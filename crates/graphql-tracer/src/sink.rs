//! Fire-and-forget hand-off of completed traces to the reporting agent.
//!
//! The tracer hands each completed trace to a [`TraceSink`] exactly once.
//! Batching, retry, and upload are the sink consumer's responsibility; the
//! tracer side must never block request completion, so the bundled channel
//! sink uses a bounded queue and drops on overflow rather than waiting.

use async_trait::async_trait;
use graphql_trace_proto::Trace;
use tokio::sync::mpsc::{self, error::TrySendError, Receiver, Sender};
use tracing::{debug, warn};

use crate::error::TracerError;

/// A completed trace plus the operation identifiers the reporting agent
/// needs to group it.
#[derive(Clone, Debug)]
pub struct TraceReport {
    pub operation_name: String,
    /// Normalized query signature/hash, computed upstream and carried
    /// through opaquely. Empty when the pipeline supplied none.
    pub signature: String,
    /// Raw query text, when the request carried one.
    pub query: Option<String>,
    pub trace: Trace,
}

/// Destination for completed traces. Each call carries an independent,
/// fully-owned report, so submissions for different requests may overlap
/// freely.
#[async_trait]
pub trait TraceSink: Send + Sync {
    async fn submit(&self, report: TraceReport);
}

/// Sink backed by a bounded tokio mpsc channel. The receiving half is the
/// reporting agent's worker loop.
#[derive(Clone, Debug)]
pub struct ChannelTraceSink {
    tx: Sender<TraceReport>,
}

impl ChannelTraceSink {
    /// Creates the sink and the receiver its consumer drains.
    pub fn pair(capacity: usize) -> (Self, Receiver<TraceReport>) {
        let (tx, rx) = mpsc::channel(capacity);
        (ChannelTraceSink { tx }, rx)
    }

    /// Non-blocking submission, surfacing queue state to callers that want
    /// the signal instead of the log line.
    pub fn try_submit(&self, report: TraceReport) -> Result<(), TracerError> {
        self.tx.try_send(report).map_err(|err| match err {
            TrySendError::Full(_) => TracerError::SinkFull,
            TrySendError::Closed(_) => TracerError::SinkClosed,
        })
    }
}

#[async_trait]
impl TraceSink for ChannelTraceSink {
    async fn submit(&self, report: TraceReport) {
        let operation = report.operation_name.clone();
        match self.try_submit(report) {
            Ok(()) => debug!("Buffered trace for operation '{operation}'"),
            Err(TracerError::SinkFull) => {
                warn!("Trace sink queue full, dropping trace for operation '{operation}'");
            }
            Err(err) => debug!("Trace sink unavailable ({err}), dropping trace"),
        }
    }
}

#[cfg(test)]
#[allow(clippy::unwrap_used)]
mod tests {
    use super::*;

    fn report(name: &str) -> TraceReport {
        TraceReport {
            operation_name: name.to_string(),
            signature: String::new(),
            query: None,
            trace: Trace::default(),
        }
    }

    #[tokio::test]
    async fn test_submit_reaches_consumer() {
        let (sink, mut rx) = ChannelTraceSink::pair(4);
        sink.submit(report("GetHero")).await;
        let received = rx.recv().await.unwrap();
        assert_eq!(received.operation_name, "GetHero");
    }

    #[tokio::test]
    async fn test_full_queue_drops_without_blocking() {
        let (sink, mut rx) = ChannelTraceSink::pair(1);
        sink.submit(report("first")).await;
        // Queue is full; this returns immediately and drops.
        sink.submit(report("second")).await;
        assert_eq!(rx.recv().await.unwrap().operation_name, "first");
        assert!(rx.try_recv().is_err());
    }

    #[tokio::test]
    async fn test_try_submit_reports_queue_state() {
        let (sink, rx) = ChannelTraceSink::pair(1);
        assert!(sink.try_submit(report("a")).is_ok());
        assert!(matches!(
            sink.try_submit(report("b")),
            Err(TracerError::SinkFull)
        ));
        drop(rx);
        assert!(matches!(
            sink.try_submit(report("c")),
            Err(TracerError::SinkClosed)
        ));
    }
}
//! The per-request lifecycle orchestrator.
//!
//! One [`RequestTracer`] instance owns one request's trace from start to
//! hand-off. Construction seeds the tree root, starts the clocks, and
//! captures request metadata under the resolved redaction policy; lifecycle
//! hooks then drive the tree builder and error pipeline; and
//! [`RequestTracer::finish`] stamps the final duration and flags and
//! produces the immutable report. Nothing here locks: the tracer is request-scoped, and field
//! events are correlated purely by response path, so cross-path completion
//! order is unconstrained.

use std::sync::Arc;
use std::time::SystemTime;

use graphql_trace_proto::{trace, Trace};
use http::Method;
use tracing::debug;

use crate::config::{RequestMetadata, TracerConfig};
use crate::path::ResponsePath;
use crate::policy::ReportPolicy;
use crate::rewrite::{apply_rewrite, to_wire, GraphqlError};
use crate::sink::{TraceReport, TraceSink};
use crate::timing::{timestamp_from, TraceTimer};
use crate::tree::{NodeIndex, TraceTreeBuilder};

/// Token for a field resolution in flight. Returned by
/// [`RequestTracer::will_resolve_field`] and redeemed by
/// [`RequestTracer::field_did_resolve`]; any number may be outstanding at
/// once.
#[derive(Debug)]
#[must_use = "redeem with field_did_resolve to stamp the field's end time"]
pub struct FieldHandle {
    node: NodeIndex,
}

/// Flags and late-arriving identifiers the surrounding pipeline knows at
/// request end.
#[derive(Clone, Debug, Default)]
pub struct RequestSummary {
    /// Operation name surfaced by the pipeline, used only when none was
    /// captured during the request.
    pub operation_name: Option<String>,
    /// Normalized query signature, computed upstream.
    pub signature: Option<String>,
    pub full_query_cache_hit: bool,
    pub forbidden_operation: bool,
    pub registered_operation: bool,
    pub persisted_query_hit: bool,
    pub persisted_query_register: bool,
}

/// Observes one request's lifecycle and incrementally builds its trace.
pub struct RequestTracer {
    config: Arc<TracerConfig>,
    timer: TraceTimer,
    tree: TraceTreeBuilder,
    trace: Trace,
    operation_name: Option<String>,
    query: Option<String>,
}

impl RequestTracer {
    /// Starts tracing a request: seeds the tree root, captures the
    /// wall-clock start and monotonic baseline, and records HTTP and
    /// variable metadata under the resolved redaction policy.
    pub fn new(config: Arc<TracerConfig>, request: &RequestMetadata) -> Self {
        let policy = ReportPolicy::resolve(&config.policy);
        let timer = TraceTimer::start();
        let client = config.client_info_for(request);

        let trace = Trace {
            start_time: Some(timer.wall_start()),
            http: Some(trace::Http {
                method: wire_method(&request.method) as i32,
                // Host and path are not consumed downstream.
                host: String::new(),
                path: String::new(),
                request_headers: policy.record_headers(&request.headers),
            }),
            details: Some(trace::Details {
                operation_name: String::new(),
                variables_json: policy
                    .record_variables(&request.variables, request.query.as_deref()),
            }),
            client_name: client.name,
            client_version: client.version,
            client_reference_id: client.reference_id,
            ..Default::default()
        };

        RequestTracer {
            config,
            timer,
            tree: TraceTreeBuilder::new(),
            trace,
            operation_name: request.operation_name.clone(),
            query: request.query.clone(),
        }
    }

    /// Records the operation name surfaced once execution begins — but only
    /// when none was captured yet. A name explicitly supplied by the client
    /// is never clobbered by one inferred from the executing document.
    pub fn execution_did_start(&mut self, operation_name: Option<&str>) {
        if self.operation_name.is_none() {
            self.operation_name = operation_name.map(str::to_string);
        }
    }

    /// Registers a field resolution start: locates or creates the node for
    /// `path` (lazily synthesizing missing ancestors), stamps the declared
    /// types and the start offset, and returns the completion token.
    pub fn will_resolve_field(
        &mut self,
        path: &ResponsePath,
        field_type: &str,
        parent_type: &str,
    ) -> FieldHandle {
        let node = self.tree.ensure_node(path);
        self.tree
            .set_field(node, field_type, parent_type, self.timer.elapsed_ns());
        FieldHandle { node }
    }

    /// Stamps the end offset for a resolution started earlier.
    pub fn field_did_resolve(&mut self, handle: FieldHandle) {
        self.tree.set_end(handle.node, self.timer.elapsed_ns());
    }

    /// Runs each error through the rewrite hook and attaches the survivors
    /// to the node at their path (or the root). Suppression only affects
    /// the trace, never the client response.
    pub fn did_encounter_errors(&mut self, errors: &[GraphqlError]) {
        for error in errors {
            match apply_rewrite(self.config.rewrite_error.as_ref(), error) {
                Some(reported) => {
                    let record = to_wire(&reported);
                    self.tree.attach_error(reported.path.as_ref(), record);
                }
                None => debug!("Rewrite hook suppressed an error from the trace"),
            }
        }
    }

    /// Completes the trace: final monotonic duration, wall-clock end time,
    /// summary flags, resolved operation name (captured name, then the
    /// summary's, then empty), and the materialized node tree.
    pub fn finish(mut self, summary: RequestSummary) -> TraceReport {
        let operation_name = self
            .operation_name
            .or(summary.operation_name)
            .unwrap_or_default();

        self.trace.duration_ns = self.timer.elapsed_ns();
        self.trace.end_time = Some(timestamp_from(SystemTime::now()));
        self.trace.full_query_cache_hit = summary.full_query_cache_hit;
        self.trace.forbidden_operation = summary.forbidden_operation;
        self.trace.registered_operation = summary.registered_operation;
        self.trace.persisted_query_hit = summary.persisted_query_hit;
        self.trace.persisted_query_register = summary.persisted_query_register;
        if let Some(details) = self.trace.details.as_mut() {
            details.operation_name = operation_name.clone();
        }
        self.trace.root = Some(Box::new(self.tree.finish()));

        TraceReport {
            operation_name,
            signature: summary.signature.unwrap_or_default(),
            query: self.query,
            trace: self.trace,
        }
    }

    /// Completes the trace and hands it off. The hand-off is fire-and-forget
    /// from the request's point of view; a slow or full sink never delays
    /// request completion.
    pub async fn finish_into(self, summary: RequestSummary, sink: &dyn TraceSink) {
        let report = self.finish(summary);
        debug!(
            "Handing completed trace for operation '{}' to the reporting sink",
            report.operation_name
        );
        sink.submit(report).await;
    }
}

fn wire_method(method: &Method) -> trace::http::Method {
    match method.as_str() {
        "OPTIONS" => trace::http::Method::Options,
        "GET" => trace::http::Method::Get,
        "HEAD" => trace::http::Method::Head,
        "POST" => trace::http::Method::Post,
        "PUT" => trace::http::Method::Put,
        "DELETE" => trace::http::Method::Delete,
        "TRACE" => trace::http::Method::Trace,
        "CONNECT" => trace::http::Method::Connect,
        "PATCH" => trace::http::Method::Patch,
        _ => trace::http::Method::Unknown,
    }
}

#[cfg(test)]
#[allow(clippy::unwrap_used)]
mod tests {
    use super::*;
    use crate::policy::{HeaderRule, PolicyConfig, VariableRule};
    use crate::rewrite::Rewritten;
    use serde_json::json;

    fn request() -> RequestMetadata {
        let mut metadata = RequestMetadata {
            method: Method::POST,
            query: Some("query GetHero { hero { name } }".to_string()),
            ..Default::default()
        };
        metadata
            .variables
            .insert("a".to_string(), json!(1));
        metadata
    }

    fn tracer() -> RequestTracer {
        RequestTracer::new(Arc::new(TracerConfig::default()), &request())
    }

    #[test]
    fn test_captures_method_and_start_time() {
        let report = tracer().finish(RequestSummary::default());
        let http = report.trace.http.unwrap();
        assert_eq!(http.method, trace::http::Method::Post as i32);
        assert!(http.host.is_empty());
        assert!(report.trace.start_time.unwrap().seconds > 0);
        assert!(report.trace.end_time.is_some());
    }

    #[test]
    fn test_default_policy_redacts_variables_and_omits_headers() {
        let mut metadata = request();
        metadata
            .headers
            .insert("x-request-id", "abc".parse().unwrap());
        let tracer = RequestTracer::new(Arc::new(TracerConfig::default()), &metadata);
        let report = tracer.finish(RequestSummary::default());
        let details = report.trace.details.unwrap();
        assert_eq!(details.variables_json.get("a").unwrap(), "");
        assert!(report.trace.http.unwrap().request_headers.is_empty());
    }

    #[test]
    fn test_configured_policy_flows_through() {
        let config = TracerConfig {
            policy: PolicyConfig {
                send_headers: Some(HeaderRule::SendAll),
                send_variable_values: Some(VariableRule::SendAll),
                ..Default::default()
            },
            ..Default::default()
        };
        let mut metadata = request();
        metadata
            .headers
            .insert("x-request-id", "abc".parse().unwrap());
        metadata
            .headers
            .insert("authorization", "Bearer s3cr3t".parse().unwrap());
        let tracer = RequestTracer::new(Arc::new(config), &metadata);
        let report = tracer.finish(RequestSummary::default());
        let headers = report.trace.http.unwrap().request_headers;
        assert_eq!(headers.get("x-request-id").unwrap().value, vec!["abc"]);
        assert!(!headers.contains_key("authorization"));
        let details = report.trace.details.unwrap();
        assert_eq!(details.variables_json.get("a").unwrap(), "1");
    }

    #[test]
    fn test_operation_name_precedence() {
        // Client-supplied name wins over the one surfaced at execution.
        let mut metadata = request();
        metadata.operation_name = Some("FromClient".to_string());
        let mut tracer = RequestTracer::new(Arc::new(TracerConfig::default()), &metadata);
        tracer.execution_did_start(Some("FromDocument"));
        let report = tracer.finish(RequestSummary::default());
        assert_eq!(report.operation_name, "FromClient");

        // Unset: execution fills it in.
        let mut tracer = tracer_without_name();
        tracer.execution_did_start(Some("FromDocument"));
        assert_eq!(
            tracer.finish(RequestSummary::default()).operation_name,
            "FromDocument"
        );

        // Still unset at the end: the summary's name, then empty.
        let tracer = tracer_without_name();
        let summary = RequestSummary {
            operation_name: Some("FromPipeline".to_string()),
            ..Default::default()
        };
        assert_eq!(tracer.finish(summary).operation_name, "FromPipeline");

        let report = tracer_without_name().finish(RequestSummary::default());
        assert_eq!(report.operation_name, "");
        assert_eq!(report.trace.details.unwrap().operation_name, "");
    }

    fn tracer_without_name() -> RequestTracer {
        let mut metadata = request();
        metadata.operation_name = None;
        RequestTracer::new(Arc::new(TracerConfig::default()), &metadata)
    }

    #[test]
    fn test_field_end_time_not_before_start() {
        let mut tracer = tracer();
        let path = ResponsePath::root().field("hero");
        let handle = tracer.will_resolve_field(&path, "Character", "Query");
        tracer.field_did_resolve(handle);
        let report = tracer.finish(RequestSummary::default());
        let hero = &report.trace.root.unwrap().child[0];
        assert!(hero.end_time >= hero.start_time);
        assert_eq!(hero.r#type, "Character");
        assert_eq!(hero.parent_type, "Query");
    }

    #[test]
    fn test_suppressed_error_leaves_trace_clean() {
        let config = TracerConfig {
            rewrite_error: Some(Arc::new(|_| Rewritten::Suppress)),
            ..Default::default()
        };
        let mut tracer = RequestTracer::new(Arc::new(config), &request());
        let boom = GraphqlError::new("boom");
        tracer.did_encounter_errors(std::slice::from_ref(&boom));
        // The client-bound error is untouched.
        assert_eq!(boom.message, "boom");
        let report = tracer.finish(RequestSummary::default());
        let root = report.trace.root.unwrap();
        assert!(root.error.is_empty());
        assert!(root.child.is_empty());
    }

    #[test]
    fn test_error_lands_on_its_node() {
        let mut tracer = tracer();
        let path = ResponsePath::root().field("hero");
        let handle = tracer.will_resolve_field(&path, "Character", "Query");
        tracer.field_did_resolve(handle);
        tracer.did_encounter_errors(&[
            GraphqlError::new("field broke").at_path(path.clone()),
            GraphqlError::new("request broke"),
        ]);
        let report = tracer.finish(RequestSummary::default());
        let root = report.trace.root.unwrap();
        assert_eq!(root.error.len(), 1);
        assert_eq!(root.error[0].message, "request broke");
        assert_eq!(root.child[0].error[0].message, "field broke");
    }

    #[test]
    fn test_summary_flags_recorded() {
        let summary = RequestSummary {
            full_query_cache_hit: true,
            persisted_query_hit: true,
            signature: Some("# GetHero\nquery GetHero{hero{name}}".to_string()),
            ..Default::default()
        };
        let report = tracer().finish(summary);
        assert!(report.trace.full_query_cache_hit);
        assert!(report.trace.persisted_query_hit);
        assert!(!report.trace.forbidden_operation);
        assert!(report.signature.starts_with("# GetHero"));
    }

    #[test]
    fn test_duration_is_monotonic_delta() {
        let tracer = tracer();
        std::thread::sleep(std::time::Duration::from_millis(2));
        let report = tracer.finish(RequestSummary::default());
        assert!(report.trace.duration_ns >= 2_000_000);
    }

    #[test]
    fn test_wire_method_mapping() {
        assert_eq!(wire_method(&Method::GET), trace::http::Method::Get);
        assert_eq!(wire_method(&Method::POST), trace::http::Method::Post);
        let custom = Method::from_bytes(b"PURGE").unwrap();
        assert_eq!(wire_method(&custom), trace::http::Method::Unknown);
    }
}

....

- [Task to complete]:
Write out every line of the entries that holds the word "under".

- [Exercise solution]:
//! captures request metadata under the resolved redaction policy; lifecycle
    /// variable metadata under the resolved redaction policy.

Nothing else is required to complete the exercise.